Historically, I believe the $$3$$ case was first looked by Collatz in 1937. I would believe he only mentioned the $$3n+1$$ case but I can't definitively say he didn't also look at the $$5$$, $$7$$, ... cases (I tried finding the original paper but searching Collatz is... difficult to say the least). However, I can cite some recent research which certainly suggests there is a meaningful difference between the $$n=3$$ case and $$n>3$$ cases. M.C. Seigel is a researcher investigating $$(p,q)$$-adic analysis and found some interesting connections to the Collatz conjecture (and indeed all $$n>3$$ Collatz sequences). I want to stress that

$$1)$$ He is not claiming to be anywhere near a proof of Collatz. His work just shows an interesting link between the conjecture and $$(p,q)$$-adic analysis.

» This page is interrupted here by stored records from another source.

//! Hand clap.
//!
//! Several hands never hit at exactly the same moment: three short noise
//! bursts ~10 ms apart, then a longer diffuse tail.

use crate::settings::Settings;

use super::{decay, Noise};

const BURST_SPACING_MS: f64 = 10.0;
const BURSTS: usize = 3;

/// Render a clap hit.
pub fn clap(settings: &Settings) -> Vec<f32> {
    let len = settings.ms_to_samples(200.0);
    let spacing = settings.ms_to_samples(BURST_SPACING_MS).max(1);
    let mut noise = Noise::new(0xc1a9);

    (0..len)
        .map(|i| {
            let envelope = if i < spacing * BURSTS {
                decay(i % spacing, BURST_SPACING_MS, settings)
            } else {
                0.6 * decay(i - spacing * BURSTS, 150.0, settings)
            };
            (0.7 * noise.next_sample() as f64 * envelope) as f32
        })
        .collect()
}
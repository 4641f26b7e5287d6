//! Benchmarks for building and playing keyboard and drum synths.

use std::hint::black_box;

use criterion::{BenchmarkId, Criterion};
use wavebake::patch::Patch;
use wavebake::voices::Percussion;
use wavebake::{DrumSynth, PitchId, Settings};

use crate::BLOCK_SIZES;

/// One octave of C major starting at middle C.
const CHORD_KEYS: [u8; 8] = [60, 62, 64, 65, 67, 69, 71, 72];

pub fn bench_voices(c: &mut Criterion) {
    let mut group = c.benchmark_group("scenarios/voices");
    let settings = Settings::default();

    // === RENDER ===
    // Building a synth renders every voice buffer (in parallel)
    for count in [1usize, 8, 32] {
        let builder = Patch::lead().builder(&settings).unwrap();
        let notes: Vec<(PitchId, u64)> = (0..count)
            .map(|i| (PitchId::from_midi(48 + i as u8), 500))
            .collect();
        group.sample_size(10);
        group.bench_with_input(BenchmarkId::new("render_lead", count), &notes, |b, notes| {
            b.iter(|| builder.build(black_box(notes)).unwrap())
        });
    }
    group.sample_size(100);

    for &size in BLOCK_SIZES {
        let mut buffer = vec![0.0f32; size];

        // === POLYPHONIC PLAYBACK ===
        // 8 sustained pad voices summed per sample
        let notes: Vec<(PitchId, u64)> = CHORD_KEYS
            .iter()
            .map(|&k| (PitchId::from_midi(k), 2000))
            .collect();
        let mut pad = Patch::pad()
            .builder(&settings)
            .unwrap()
            .build(&notes)
            .unwrap();
        for &(pitch, _) in &notes {
            pad.trigger(pitch, 2_000_000).unwrap();
        }

        group.bench_with_input(BenchmarkId::new("pad_8_voices", size), &size, |b, _| {
            b.iter(|| {
                for s in buffer.iter_mut() {
                    *s = pad.poll_sample();
                }
                black_box(&buffer);
            })
        });

        // === DRUM KIT ===
        // Every piece sounding at once
        let mut drums = DrumSynth::new(&settings);
        group.bench_with_input(BenchmarkId::new("full_kit", size), &size, |b, _| {
            b.iter(|| {
                if drums.active_voice_count() < Percussion::ALL.len() {
                    for piece in Percussion::ALL {
                        drums.trigger_percussion(piece);
                    }
                }
                for s in buffer.iter_mut() {
                    *s = drums.poll_sample();
                }
                black_box(&buffer);
            })
        });
    }

    group.finish();
}
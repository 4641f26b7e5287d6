//! Engine-wide constants shared by every table, curve and voice.

#[cfg(feature = "serde")]
use serde::{Deserialize, Serialize};

use crate::error::ConfigError;

pub const DEFAULT_SAMPLE_RATE: u32 = 44_100;
pub const DEFAULT_WAVETABLE_SIZE: usize = 2048;
/// Length of the anti-click ramp used when a sounding voice is retriggered.
pub const DEFAULT_ATTENUATION: usize = 200;

/// Immutable audio configuration.
///
/// Everything that converts milliseconds to samples goes through
/// [`Settings::samples_per_ms`], so buffers, curves and envelopes agree on
/// their lengths.
#[cfg_attr(feature = "serde", derive(Serialize, Deserialize))]
#[cfg_attr(feature = "serde", serde(try_from = "RawSettings"))]
#[derive(Debug, Clone, Copy, PartialEq)]
pub struct Settings {
    sample_rate: u32,
    wavetable_size: usize,
    attenuation: usize,
}

/// Unchecked wire form; loading goes through [`Settings::new`].
#[cfg(feature = "serde")]
#[derive(Deserialize)]
struct RawSettings {
    sample_rate: u32,
    wavetable_size: usize,
    attenuation: usize,
}

#[cfg(feature = "serde")]
impl TryFrom<RawSettings> for Settings {
    type Error = ConfigError;

    fn try_from(raw: RawSettings) -> Result<Self, Self::Error> {
        Settings::new(raw.sample_rate, raw.wavetable_size, raw.attenuation)
    }
}

impl Settings {
    pub fn new(
        sample_rate: u32,
        wavetable_size: usize,
        attenuation: usize,
    ) -> Result<Self, ConfigError> {
        if sample_rate == 0 {
            return Err(ConfigError::InvalidSettings("sample rate must be positive"));
        }
        if wavetable_size == 0 {
            return Err(ConfigError::InvalidTableSize(wavetable_size));
        }
        if attenuation == 0 {
            return Err(ConfigError::InvalidSettings(
                "attenuation window must be at least one sample",
            ));
        }

        Ok(Self {
            sample_rate,
            wavetable_size,
            attenuation,
        })
    }

    /// Same defaults, different output rate (e.g. whatever the device asks for).
    pub fn with_sample_rate(sample_rate: u32) -> Result<Self, ConfigError> {
        Self::new(sample_rate, DEFAULT_WAVETABLE_SIZE, DEFAULT_ATTENUATION)
    }

    pub fn sample_rate(&self) -> u32 {
        self.sample_rate
    }

    pub fn wavetable_size(&self) -> usize {
        self.wavetable_size
    }

    pub fn attenuation(&self) -> usize {
        self.attenuation
    }

    #[inline]
    pub fn samples_per_ms(&self) -> f64 {
        self.sample_rate as f64 / 1000.0
    }

    #[inline]
    pub fn ms_to_samples(&self, ms: f64) -> usize {
        (ms * self.samples_per_ms()).round().max(0.0) as usize
    }
}

impl Default for Settings {
    fn default() -> Self {
        Self {
            sample_rate: DEFAULT_SAMPLE_RATE,
            wavetable_size: DEFAULT_WAVETABLE_SIZE,
            attenuation: DEFAULT_ATTENUATION,
        }
    }
}
//! Hand-off of score triggers from a control thread to the audio thread.
//!
//! The audio thread must never see a synth mutated underneath a
//! `poll_sample` call, so triggers produced elsewhere travel through a
//! wait-free ring buffer and are applied by the engine at tick boundaries.

use rtrb::{Consumer, Producer, RingBuffer};

use crate::{error::SynthError, synth::Trigger};

/// A trigger addressed to the synth bound to `track`.
#[derive(Debug, Copy, Clone, PartialEq)]
pub struct TrackTrigger {
    pub track: usize,
    pub trigger: Trigger,
}

pub trait MessageReceiver: Send {
    fn pop(&mut self) -> Option<TrackTrigger>;
}

impl MessageReceiver for Consumer<TrackTrigger> {
    fn pop(&mut self) -> Option<TrackTrigger> {
        Consumer::pop(self).ok()
    }
}

/// Control-thread end of the queue.
pub struct TriggerSender {
    tx: Producer<TrackTrigger>,
}

impl TriggerSender {
    /// Queue a trigger; fails instead of blocking when the audio thread lags.
    pub fn send(&mut self, track: usize, trigger: Trigger) -> Result<(), SynthError> {
        self.tx
            .push(TrackTrigger { track, trigger })
            .map_err(|_| SynthError::QueueFull)
    }

    pub fn slots(&self) -> usize {
        self.tx.slots()
    }
}

/// Create a bounded trigger queue.
pub fn trigger_queue(capacity: usize) -> (TriggerSender, Consumer<TrackTrigger>) {
    let (tx, rx) = RingBuffer::<TrackTrigger>::new(capacity);
    (TriggerSender { tx }, rx)
}
pub mod dsp;
pub mod engine; // Per-track mixing and score scheduling
pub mod error;
pub mod io;
pub mod patch;
pub mod settings;
pub mod synth; // Voice management: keyboard and drum synths
pub mod voices; // Pre-rendered percussion hits

pub use engine::{render_score, Engine, Scheduler};
pub use error::{ConfigError, SynthError};
pub use settings::Settings;
pub use synth::{DrumSynth, KeyboardSynth, PitchId, Synth, SynthBuilder, Trigger};

/// Samples handed to the audio callback per engine render call.
pub const MAX_BLOCK_SIZE: usize = 2048;
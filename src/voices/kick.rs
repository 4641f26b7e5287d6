//! Kick drum.
//!
//! A sine body whose pitch sweeps from ~150 Hz down to ~50 Hz, the classic
//! electronic kick "punch".
//!
//! # How It Works
//!
//! 1. Cosine phase start: the hit begins at its peak, not at a zero crossing
//! 2. Pitch envelope: fast exponential drop toward the fundamental
//! 3. Amplitude envelope: instant attack, ~400 ms decay
//!
//! # Variations
//!
//! - Longer decay = boomy 808-style kick
//! - Higher start pitch = more "click" attack

use crate::settings::Settings;

use super::decay;

const START_HZ: f64 = 150.0;
const END_HZ: f64 = 50.0;
const SWEEP_MS: f64 = 60.0;
const DECAY_MS: f64 = 400.0;
const LEVEL: f64 = 0.9;

/// Render a kick drum hit.
pub fn kick(settings: &Settings) -> Vec<f32> {
    let len = settings.ms_to_samples(DECAY_MS);
    let sample_rate = settings.sample_rate() as f64;
    let mut phase = 0.0f64;

    (0..len)
        .map(|i| {
            let sweep = decay(i, SWEEP_MS, settings);
            let freq = END_HZ + (START_HZ - END_HZ) * sweep;
            let out = LEVEL * decay(i, DECAY_MS, settings) * phase.cos();
            phase += std::f64::consts::TAU * freq / sample_rate;
            out as f32
        })
        .collect()
}
//! Snare drum.
//!
//! A tonal body for the drum head plus noise for the wires buzzing against
//! the bottom head.
//!
//! # How It Works
//!
//! 1. Triangle-ish body at ~180 Hz with a short decay
//! 2. Noise rattle, high-passed by a one-pole differentiator
//! 3. Rattle decays slower than the body
//!
//! # Variations
//!
//! - More noise = trashy, lo-fi snare
//! - Less noise = more "tom" like

use crate::settings::Settings;

use super::{decay, Noise};

/// Render a snare hit.
pub fn snare(settings: &Settings) -> Vec<f32> {
    let len = settings.ms_to_samples(250.0);
    let step = std::f64::consts::TAU * 180.0 / settings.sample_rate() as f64;
    let mut noise = Noise::new(0x5eed_0001);
    let mut previous = 0.0f32;

    (0..len)
        .map(|i| {
            let body = (step * i as f64).cos() * decay(i, 90.0, settings);
            let white = noise.next_sample();
            let rattle = 0.5 * (white - previous) as f64;
            previous = white;
            (0.45 * body + 0.5 * rattle * decay(i, 250.0, settings)) as f32
        })
        .collect()
}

$$2)$$ I am not an expert in his research. As such, I'll simply present some equations and link to his most recent paper. I encourage anyone curious to at least give it a read.

The best example of the connection is a functional equation defined by

$$\chi_q(2\epsilon)=\frac{\chi_q(\epsilon)}{2}$$

$$\chi_q(2\epsilon+1)=\frac{q\chi_q(\epsilon)+1}{2}$$

for $$\epsilon$$ in the $$2$$-adics. $$\chi_q(\epsilon)$$ is originally defined as a certain map between the $$2$$-adics and the $$q$$-adics (hence the $$(2,q)$$-adic analysis). These equations are $$1.72$$ and $$1.73$$ in the paper. In further work (which he explains in a video) he shows that integrating this function (in a precise sense of what 'integrate' means in this context) gives

$$\int_{\mathbb{Z}_2} \chi_q(\epsilon)d\epsilon = \begin{cases} 0 & q = 3 \\ \frac{1}{3-q} & q\geq 5 \end{cases}$$

Hence the difference between $$n=3$$ and $$n\geq 3$$.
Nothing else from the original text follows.